(INSTRUCTIONS TO FOLLOW)
Go through the listing below and output exactly the line with "use rand::rngs::SmallRng;", the line with "assert!(p.pos[0] >= 0.0", and each line between; omit the rest.

(MATERIAL TO PROCESS)
// Viewport bookkeeping shared by the physics step and the renderer.
// Logical (CSS pixel) dimensions drive the particle count, surface
// (device pixel) dimensions drive positions and drawing.

use vecmath::Vector2;

#[derive(Copy, Clone)]
pub struct Viewport {
    logical_width: f64,
    logical_height: f64,
    pixel_ratio: f64,
}

impl Viewport {
    pub const MAX_PIXEL_RATIO: f64 = 2.0;

    // A host reporting a ratio of 0 (or anything non-positive) gets the
    // same fallback the page script used: 1.
    pub fn new(logical_width: f64, logical_height: f64, device_pixel_ratio: f64) -> Viewport {
        let pixel_ratio = if device_pixel_ratio > 0.0 {
            device_pixel_ratio.min(Self::MAX_PIXEL_RATIO)
        } else {
            1.0
        };
        Viewport {
            logical_width,
            logical_height,
            pixel_ratio,
        }
    }

    pub fn logical_area(&self) -> f64 {
        self.logical_width * self.logical_height
    }

    pub fn pixel_ratio(&self) -> f64 {
        self.pixel_ratio
    }

    pub fn surface_width(&self) -> f64 {
        (self.logical_width * self.pixel_ratio).floor()
    }

    pub fn surface_height(&self) -> f64 {
        (self.logical_height * self.pixel_ratio).floor()
    }

    // Client (CSS pixel) coordinates -> surface coordinates
    pub fn to_surface(&self, client_x: f64, client_y: f64) -> Vector2<f64> {
        [client_x * self.pixel_ratio, client_y * self.pixel_ratio]
    }
}
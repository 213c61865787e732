// Renderer struct that handles the 2d canvas calls for the background:
// clearing the surface, the ambient gradient wash, the particle dots,
// and the connection lines between near particles.

use wasm_bindgen::{JsCast, JsValue};
use web_sys::{CanvasRenderingContext2d, HtmlCanvasElement};

use vecmath::Vector2;

use crate::color::Color;
use crate::field::{connection_strength, ParticleField};
use crate::viewport::Viewport;

pub struct Renderer {
    pub context: CanvasRenderingContext2d,
}

impl Renderer {
    /// Connection radius in logical pixels; scaled by the pixel ratio
    /// at draw time.
    pub const CONNECTION_RADIUS: f64 = 120.0;
    pub const CONNECTION_ALPHA: f64 = 0.08;
    const DOT_ALPHA_BASE: f64 = 0.25;
    const DOT_ALPHA_DEPTH: f64 = 0.55;
    const VIOLET: Color = Color {
        r: 86,
        g: 77,
        b: 255,
    };
    const TEAL: Color = Color {
        r: 0,
        g: 255,
        b: 209,
    };

    // Grabs the 2d context from the canvas on the DOM. A canvas without
    // one is a startup failure, not something the frame loop handles.
    pub fn new(canvas: &HtmlCanvasElement) -> Result<Renderer, JsValue> {
        let context = canvas
            .get_context("2d")?
            .ok_or_else(|| JsValue::from_str("2d canvas context unavailable"))?
            .dyn_into::<CanvasRenderingContext2d>()?;
        Ok(Renderer { context })
    }

    pub fn render(
        &self,
        field: &ParticleField,
        pointer: Vector2<f64>,
        viewport: &Viewport,
    ) -> Result<(), JsValue> {
        let width = viewport.surface_width();
        let height = viewport.surface_height();
        self.context.clear_rect(0.0, 0.0, width, height);
        self.draw_backdrop(width, height)?;
        self.draw_particles(field, pointer, viewport)?;
        self.draw_connections(field, viewport);
        Ok(())
    }

    // Subtle vignette behind the particles. Rebuilt every frame since
    // the surface size can change between frames.
    fn draw_backdrop(&self, width: f64, height: f64) -> Result<(), JsValue> {
        let cx = width * 0.7;
        let cy = height * 0.25;
        let gradient = self
            .context
            .create_radial_gradient(cx, cy, 0.0, cx, cy, width.max(height) * 0.8)?;
        gradient.add_color_stop(0.0, &Self::VIOLET.rgba(0.10))?;
        gradient.add_color_stop(0.55, &Self::TEAL.rgba(0.05))?;
        gradient.add_color_stop(1.0, "rgba(0,0,0,0)")?;
        self.context.set_fill_style(&gradient);
        self.context.fill_rect(0.0, 0.0, width, height);
        Ok(())
    }

    // Nearer particles draw larger and more opaque.
    fn draw_particles(
        &self,
        field: &ParticleField,
        pointer: Vector2<f64>,
        viewport: &Viewport,
    ) -> Result<(), JsValue> {
        for particle in field.particles() {
            let [x, y] = particle.draw_pos(pointer, viewport);
            let alpha = Self::DOT_ALPHA_BASE + Self::DOT_ALPHA_DEPTH * particle.depth;
            self.context.begin_path();
            self.context
                .set_fill_style(&JsValue::from_str(&Color::WHITE.rgba(alpha)));
            self.context.arc(
                x,
                y,
                particle.radius * particle.depth * viewport.pixel_ratio(),
                0.0,
                std::f64::consts::PI * 2.0,
            )?;
            self.context.fill();
        }
        Ok(())
    }

    // All-pairs scan over stored positions. Quadratic, and fine: the
    // field caps density by area, so n stays around a hundred.
    fn draw_connections(&self, field: &ParticleField, viewport: &Viewport) {
        let radius = Self::CONNECTION_RADIUS * viewport.pixel_ratio();
        let particles = field.particles();
        for i in 0..particles.len() {
            for j in (i + 1)..particles.len() {
                let a = &particles[i];
                let b = &particles[j];
                if let Some(strength) = connection_strength(a, b, radius) {
                    let alpha = Self::CONNECTION_ALPHA * strength;
                    self.context
                        .set_stroke_style(&JsValue::from_str(&Color::WHITE.rgba(alpha)));
                    self.context.set_line_width(a.depth.min(b.depth));
                    self.context.begin_path();
                    self.context.move_to(a.pos[0], a.pos[1]);
                    self.context.line_to(b.pos[0], b.pos[1]);
                    self.context.stroke();
                }
            }
        }
    }
}
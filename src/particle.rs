// Simple particle struct to keep track of individual position, velocity,
// depth, and dot radius for the parallax background

use rand::Rng;
use vecmath::{vec2_add, Vector2};

use crate::viewport::Viewport;

#[derive(Copy, Clone)]
pub struct Particle {
    pub pos: Vector2<f64>,
    pub vel: Vector2<f64>,
    /// Simulated distance from the viewer; 1.0 reads as closest.
    /// Scales speed, dot size, opacity, and parallax magnitude.
    pub depth: f64,
    pub radius: f64,
}

impl Particle {
    pub const MIN_DEPTH: f64 = 0.2;
    pub const MAX_DEPTH: f64 = 1.0;
    pub const MAX_DRIFT: f64 = 0.25;
    pub const MIN_RADIUS: f64 = 1.2;
    pub const MAX_RADIUS: f64 = 2.4;
    /// Margin outside the surface before a particle wraps to the far edge.
    pub const WRAP_MARGIN: f64 = 10.0;
    const DEPTH_SPEED_SCALE: f64 = 2.0;
    const PARALLAX_STRENGTH: f64 = 0.0008;

    pub fn new(pos: Vector2<f64>, vel: Vector2<f64>, depth: f64, radius: f64) -> Particle {
        Particle {
            pos,
            vel,
            depth,
            radius,
        }
    }

    /// Fresh particle somewhere on the surface. Depth, velocity, and
    /// radius are fixed for the particle's lifetime; only the position
    /// mutates afterwards.
    pub fn random<R: Rng>(rng: &mut R, surface_width: f64, surface_height: f64) -> Particle {
        Particle {
            pos: [
                rng.gen_range(0.0, surface_width),
                rng.gen_range(0.0, surface_height),
            ],
            vel: [
                rng.gen_range(-Self::MAX_DRIFT, Self::MAX_DRIFT),
                rng.gen_range(-Self::MAX_DRIFT, Self::MAX_DRIFT),
            ],
            depth: rng.gen_range(Self::MIN_DEPTH, Self::MAX_DEPTH),
            radius: rng.gen_range(Self::MIN_RADIUS, Self::MAX_RADIUS),
        }
    }

    /// One frame of drift. Deeper particles move faster, and anything
    /// past the wrap margin re-enters from the opposite edge.
    pub fn step(&mut self, viewport: &Viewport) {
        self.pos[0] += self.vel[0] * self.depth * Self::DEPTH_SPEED_SCALE;
        self.pos[1] += self.vel[1] * self.depth * Self::DEPTH_SPEED_SCALE;
        self.pos[0] = wrap(self.pos[0], viewport.surface_width());
        self.pos[1] = wrap(self.pos[1], viewport.surface_height());
    }

    /// Pointer-driven offset for this frame's draw position. Stored
    /// position is left alone; the offset is recomputed every frame.
    pub fn parallax_offset(&self, pointer: Vector2<f64>, viewport: &Viewport) -> Vector2<f64> {
        let width = viewport.surface_width();
        let height = viewport.surface_height();
        let dx = (pointer[0] - width * 0.5) * Self::PARALLAX_STRENGTH * self.depth;
        let dy = (pointer[1] - height * 0.5) * Self::PARALLAX_STRENGTH * self.depth;
        [dx * width, dy * height]
    }

    pub fn draw_pos(&self, pointer: Vector2<f64>, viewport: &Viewport) -> Vector2<f64> {
        vec2_add(self.pos, self.parallax_offset(pointer, viewport))
    }
}

// Assignment, not modular arithmetic: re-entry positions are exact.
fn wrap(coord: f64, extent: f64) -> f64 {
    if coord < -Particle::WRAP_MARGIN {
        extent + Particle::WRAP_MARGIN
    } else if coord > extent + Particle::WRAP_MARGIN {
        -Particle::WRAP_MARGIN
    } else {
        coord
    }
}

#[cfg(test)]
mod tests {
    use super::*;
    use rand::rngs::SmallRng;
    use rand::SeedableRng;

    fn still_particle(x: f64, y: f64) -> Particle {
        Particle::new([x, y], [0.0, 0.0], 0.5, 1.5)
    }

    #[test]
    fn random_particles_stay_in_range() {
        let mut rng = SmallRng::seed_from_u64(7);
        for _ in 0..500 {
            let p = Particle::random(&mut rng, 1200.0, 800.0);
            assert!(p.pos[0] >= 0.0 && p.pos[0] <= 1200.0);
            assert!(p.pos[1] >= 0.0 && p.pos[1] <= 800.0);
            assert!(p.depth >= Particle::MIN_DEPTH && p.depth <= Particle::MAX_DEPTH);
            assert!(p.vel[0] >= -Particle::MAX_DRIFT && p.vel[0] <= Particle::MAX_DRIFT);
            assert!(p.vel[1] >= -Particle::MAX_DRIFT && p.vel[1] <= Particle::MAX_DRIFT);
            assert!(p.radius >= Particle::MIN_RADIUS && p.radius <= Particle::MAX_RADIUS);
        }
    }

    #[test]
    fn wrap_left_edge_is_exact() {
        let viewport = Viewport::new(640.0, 480.0, 1.0);
        let mut p = still_particle(-11.0, 100.0);
        p.step(&viewport);
        assert_eq!(p.pos[0], 640.0 + Particle::WRAP_MARGIN);
        assert_eq!(p.pos[1], 100.0);
    }

    #[test]
    fn wrap_right_and_bottom_edges_are_exact() {
        let viewport = Viewport::new(640.0, 480.0, 1.0);
        let mut p = still_particle(651.0, 491.0);
        p.step(&viewport);
        assert_eq!(p.pos[0], -Particle::WRAP_MARGIN);
        assert_eq!(p.pos[1], -Particle::WRAP_MARGIN);
    }

    #[test]
    fn step_scales_drift_by_depth() {
        let viewport = Viewport::new(640.0, 480.0, 1.0);
        let mut p = Particle::new([100.0, 100.0], [0.25, -0.1], 0.5, 1.5);
        p.step(&viewport);
        assert!((p.pos[0] - 100.25).abs() < 1e-12);
        assert!((p.pos[1] - 99.9).abs() < 1e-12);
    }

    #[test]
    fn parallax_offset_is_linear_in_depth() {
        let viewport = Viewport::new(1000.0, 500.0, 1.0);
        let pointer = [900.0, 400.0];
        let near = Particle::new([0.0, 0.0], [0.0, 0.0], 0.8, 1.5);
        let far = Particle::new([0.0, 0.0], [0.0, 0.0], 0.4, 1.5);
        let near_offset = near.parallax_offset(pointer, &viewport);
        let far_offset = far.parallax_offset(pointer, &viewport);
        assert!((near_offset[0] - 2.0 * far_offset[0]).abs() < 1e-12);
        assert!((near_offset[1] - 2.0 * far_offset[1]).abs() < 1e-12);
    }

    #[test]
    fn parallax_leaves_stored_position_alone() {
        let viewport = Viewport::new(1000.0, 500.0, 1.0);
        let p = still_particle(10.0, 20.0);
        let drawn = p.draw_pos([900.0, 400.0], &viewport);
        assert_ne!(drawn, p.pos);
        assert_eq!(p.pos, [10.0, 20.0]);
    }

    #[test]
    fn pointer_at_center_means_no_offset() {
        let viewport = Viewport::new(1000.0, 500.0, 1.0);
        let p = still_particle(10.0, 20.0);
        assert_eq!(p.parallax_offset([500.0, 250.0], &viewport), [0.0, 0.0]);
    }
}
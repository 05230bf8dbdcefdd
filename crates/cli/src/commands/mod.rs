pub mod config_cmd;
pub mod onboard;
pub mod search;
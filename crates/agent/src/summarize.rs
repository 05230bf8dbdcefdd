//! Background compression of large tool results into learnings.
//!
//! A summary is started as soon as a step's result is known and runs while
//! the loop asks the model for the next step. The loop only waits for it
//! at the join point before the following decision.

use sleuth_config::AgentConfig;
use sleuth_core::event::DomainEvent;
use sleuth_core::provider::{ModelProfile, ToolChoice};
use sleuth_core::tool::ToolCallRequest;
use sleuth_core::CancelFlag;
use sleuth_gateway::{GatewayResult, RequestGateway};
use std::collections::HashSet;
use tokio_util::task::AbortOnDropHandle;
use tracing::{debug, warn};

use crate::prompts;
use crate::token::estimate_tokens;

/// An in-flight summary of one step's result. Dropping it stops the work.
pub struct PendingSummary {
    handle: AbortOnDropHandle<Option<String>>,
}

impl std::fmt::Debug for PendingSummary {
    fn fmt(&self, f: &mut std::fmt::Formatter<'_>) -> std::fmt::Result {
        f.debug_struct("PendingSummary")
            .field("finished", &self.handle.is_finished())
            .finish()
    }
}

impl PendingSummary {
    pub fn spawn<F>(work: F) -> Self
    where
        F: std::future::Future<Output = Option<String>> + Send + 'static,
    {
        Self {
            handle: AbortOnDropHandle::new(tokio::spawn(work)),
        }
    }

    /// Wait for the summary; on failure, a blank summary or cancellation, use `raw`.
    pub async fn settle_or_fallback(self, raw: &str, cancel: &CancelFlag) -> String {
        let mut handle = self.handle;
        let settled = tokio::select! {
            biased;
            _ = cancel.cancelled() => {
                handle.abort();
                None
            }
            joined = &mut handle => match joined {
                Ok(summary) => summary,
                Err(e) => {
                    warn!(error = %e, "Summary task failed");
                    None
                }
            },
        };
        settled
            .filter(|s| !s.trim().is_empty())
            .unwrap_or_else(|| raw.to_string())
    }
}

/// Decides which results are summarized and starts the work.
#[derive(Debug, Clone)]
pub struct SummarizationPipeline {
    gateway: RequestGateway,
    model: ModelProfile,
    threshold_tokens: usize,
    summarizable: HashSet<String>,
}

impl SummarizationPipeline {
    /// The pipeline never echoes tokens, whatever `gateway` does.
    pub fn new(gateway: &RequestGateway, model: ModelProfile, config: &AgentConfig) -> Self {
        Self {
            gateway: gateway.without_echo(),
            model,
            threshold_tokens: config.summarize_threshold_tokens,
            summarizable: config.summarizable_tools.iter().cloned().collect(),
        }
    }

    /// Summarize with a different (usually cheaper) model.
    pub fn with_model(mut self, model: ModelProfile) -> Self {
        self.model = model;
        self
    }

    pub fn should_summarize(&self, tool_name: &str, result: &str) -> bool {
        self.summarizable.contains(tool_name) && estimate_tokens(result) > self.threshold_tokens
    }

    /// Start summarizing `result` if it is large enough; `None` otherwise.
    pub fn maybe_summarize(
        &self,
        query: &str,
        call: &ToolCallRequest,
        params: &str,
        result: &str,
    ) -> Option<PendingSummary> {
        if !self.should_summarize(&call.name, result) {
            return None;
        }

        let approx_tokens = estimate_tokens(result);
        debug!(tool = %call.name, approx_tokens, "Summarizing large result");
        self.gateway
            .events()
            .publish(DomainEvent::SummarizationStarted {
                tool_name: call.name.clone(),
                approx_tokens,
                timestamp: chrono::Utc::now(),
            });

        let messages = prompts::summarize_messages(
            query,
            call.arg_str("reasoning").unwrap_or_default(),
            &call.name,
            params,
            result,
        );
        let gateway = self.gateway.clone();
        let model = self.model.clone();
        Some(PendingSummary::spawn(async move {
            match gateway.send(&model, &messages, &[], ToolChoice::Auto).await {
                GatewayResult::Response(response) => Some(response.text),
                GatewayResult::Cancelled => None,
                GatewayResult::Error(e) => {
                    warn!(error = %e, "Summarization failed; keeping raw result");
                    None
                }
            }
        }))
    }
}
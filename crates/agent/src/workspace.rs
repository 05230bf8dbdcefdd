//! Read-only workspace context used to seed a session.

use async_trait::async_trait;

/// A piece of context the user already has in front of them.
#[derive(Debug, Clone, PartialEq, Eq)]
pub struct ContextFragment {
    pub description: String,
    /// Fully qualified names of the code units the fragment covers
    pub sources: Vec<String>,
    pub text: String,
}

impl ContextFragment {
    pub fn new(description: impl Into<String>, text: impl Into<String>) -> Self {
        Self {
            description: description.into(),
            sources: Vec::new(),
            text: text.into(),
        }
    }

    pub fn with_sources(mut self, sources: Vec<String>) -> Self {
        self.sources = sources;
        self
    }

    pub fn render(&self) -> String {
        format!(
            "<fragment description=\"{}\" sources=\"{}\">\n{}\n</fragment>",
            self.description,
            self.sources.join(", "),
            self.text
        )
    }
}

/// Supplies the current workspace context.
#[async_trait]
pub trait ContextProvider: Send + Sync {
    async fn fragments(&self) -> Vec<ContextFragment>;
}

/// A fixed set of fragments.
#[derive(Debug, Clone, Default)]
pub struct StaticContext {
    fragments: Vec<ContextFragment>,
}

impl StaticContext {
    pub fn new(fragments: Vec<ContextFragment>) -> Self {
        Self { fragments }
    }
}

#[async_trait]
impl ContextProvider for StaticContext {
    async fn fragments(&self) -> Vec<ContextFragment> {
        self.fragments.clone()
    }
}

(SOLUTION FOR THIS EXERCISE)
    use rand::rngs::SmallRng;
    use rand::SeedableRng;

    fn still_particle(x: f64, y: f64) -> Particle {
        Particle::new([x, y], [0.0, 0.0], 0.5, 1.5)
    }

    #[test]
    fn random_particles_stay_in_range() {
        let mut rng = SmallRng::seed_from_u64(7);
        for _ in 0..500 {
            let p = Particle::random(&mut rng, 1200.0, 800.0);
            assert!(p.pos[0] >= 0.0 && p.pos[0] <= 1200.0);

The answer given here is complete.